Recruiting his longtime friend Tony Cougoule as the pitching coach, Ruiz began turning the program around.
In 2012, Westmont played in the GSAC tournament for the first time, winning its first GSAC tournament two years later. They set a new record for wins in 2015, (41-17), and became the first Warrior baseball team with multiple victories in the NAIA Opening Round. On May 13, 2015, one loss away from elimination in that round, left-handed pitch- er Andrew Vasquez fired seven innings of one-run ball while striking out 13 in a winning effort, buying the club one more day in the postseason.
Vasquez, a senior transfer from UCSB, posted a 2015 record of 7-1. The southpaw struck out 124 batters that season, the third most in Warrior history, and posted an ERA of 3.06 in 85.1 innings.
The Minnesota Twins drafted Vasquez in the 32nd round of the Major League Baseball June Amateur Draft, and he made his major league debut for the ball club in September 2018.
“I was down and out in my baseball career, and I was blessed with an opportunity at Westmont,” Vasquez says. “Coach Ruiz and Coach Cougoule welcomed me into the Westmont family and gave me another baseball life.”

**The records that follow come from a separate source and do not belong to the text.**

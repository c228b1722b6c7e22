//! Simulated Wiegand reader output.
//!
//! Drives a [`MockGpioHandle`] the way an AY-Dx9M drives DATA0/DATA1: one
//! low pulse per bit, on DATA1 for a `1` and on DATA0 for a `0`, most
//! significant bit first.

use super::MockGpioHandle;
use crate::Result;
use wiegand_core::TransmissionFormat;
use wiegand_protocol::{
    CapturedFrame,
    encoder::{encode_bcd, encode_card, encode_key},
};

/// Bit-level transmitter on a pair of mock data lines.
///
/// # Examples
///
/// ```
/// use wiegand_core::TransmissionFormat;
/// use wiegand_hardware::mock::MockGpio;
///
/// let (_gpio, handle) = MockGpio::new();
/// let reader = handle.transmitter(4, 26);
///
/// reader.send_key(TransmissionFormat::Skw06Rf, '5').unwrap();
/// reader.send_card(12, 4096).unwrap();
/// ```
#[derive(Debug, Clone)]
pub struct WiegandTransmitter {
    handle: MockGpioHandle,
    data0: u32,
    data1: u32,
}

impl MockGpioHandle {
    /// Transmitter on the given DATA0/DATA1 pins.
    pub fn transmitter(&self, data0: u32, data1: u32) -> WiegandTransmitter {
        WiegandTransmitter {
            handle: self.clone(),
            data0,
            data1,
        }
    }
}

impl WiegandTransmitter {
    /// Send one bit.
    pub fn send_bit(&self, bit: bool) {
        let line = if bit { self.data1 } else { self.data0 };
        self.handle.pulse(line);
    }

    /// Send the low `bit_count` bits of a frame, most significant first.
    pub fn send_frame(&self, frame: &CapturedFrame) {
        for position in (0..frame.bit_count).rev() {
            self.send_bit((frame.bits >> position) & 1 == 1);
        }
    }

    /// Send a frame with both lines pulled low at bit `position`.
    ///
    /// Positions count from the least significant bit, like the frame bits.
    pub fn send_frame_with_collision(&self, frame: &CapturedFrame, position: u8) {
        for current in (0..frame.bit_count).rev() {
            if current == position {
                self.handle.pulse_both(self.data0, self.data1);
            } else {
                self.send_bit((frame.bits >> current) & 1 == 1);
            }
        }
    }

    /// Send a key press in the given keypad format.
    ///
    /// # Errors
    /// Returns `HardwareError::Core` if the key cannot be encoded in the format.
    pub fn send_key(&self, format: TransmissionFormat, key: char) -> Result<()> {
        let frame = encode_key(format, key)?;
        self.send_frame(&frame);
        Ok(())
    }

    /// Send a 26-bit card read (H10301).
    ///
    /// # Errors
    /// Returns `HardwareError::Core` if the card cannot be encoded.
    pub fn send_card(&self, facility: u8, code: u16) -> Result<()> {
        let frame = encode_card(TransmissionFormat::Wiegand26, facility, code)?;
        self.send_frame(&frame);
        Ok(())
    }

    /// Send a six-digit PIN in K6W26BCD.
    ///
    /// # Errors
    /// Returns `HardwareError::Core` unless `pin` is six ASCII digits.
    pub fn send_pin(&self, pin: &str) -> Result<()> {
        let frame = encode_bcd(pin)?;
        self.send_frame(&frame);
        Ok(())
    }
}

Vasquez pitched in 10 big league games for the Twins from 2018 to 2019. He only returned to the major league mound when the Los Angeles Dodgers acquired him late in the 2021 season. He pitched twice in a three-game series with the Giants in San Francisco as the two rivals competed for first place in the division. The lefty threw two-thirds of an inning in a Friday game before firing a 1-2-3 eighth inning Sunday night. He struck out three Giants.
“After a rough 2019, I was struggling to get back to the big leagues,” Vasquez says. “Thinking back on that initial second chance from Westmont, I decided I wasn’t ever going to give up again. It’s hard to express everything that happened along the way, but a lot of it goes back to Westmont giving me that first second chance. It was the reason I decided to come back to baseball.”
“It has been so fulfilling to watch Andrew’s career unfold,” Ruiz says. “With his baseball career nearly ending in college, he climbed the ranks of minor league baseball to the big leagues. It’s a remarkable story.”
Freshman Michael Stefanic also played on the 2015 Warrior baseball team. He was named to the All-GSAC team and earned a GSAC Gold Glove at second base. The Boise native hit .337 and collected 63 hits that year, adding 212 more hits in the next three seasons to set a Westmont record with 275.
“Mike embodies everything gritty in the game of baseball,” Ruiz says. “He is a tough out at the plate and an intuitive defender — and he is the same guy every day.”
When Stefanic didn’t get drafted after graduating in 2018, he made a tape of himself playing and sent it to members of all 30 MLB teams. Weeks later, he received a call from Mike Gallego, then director of baseball development for the Angels.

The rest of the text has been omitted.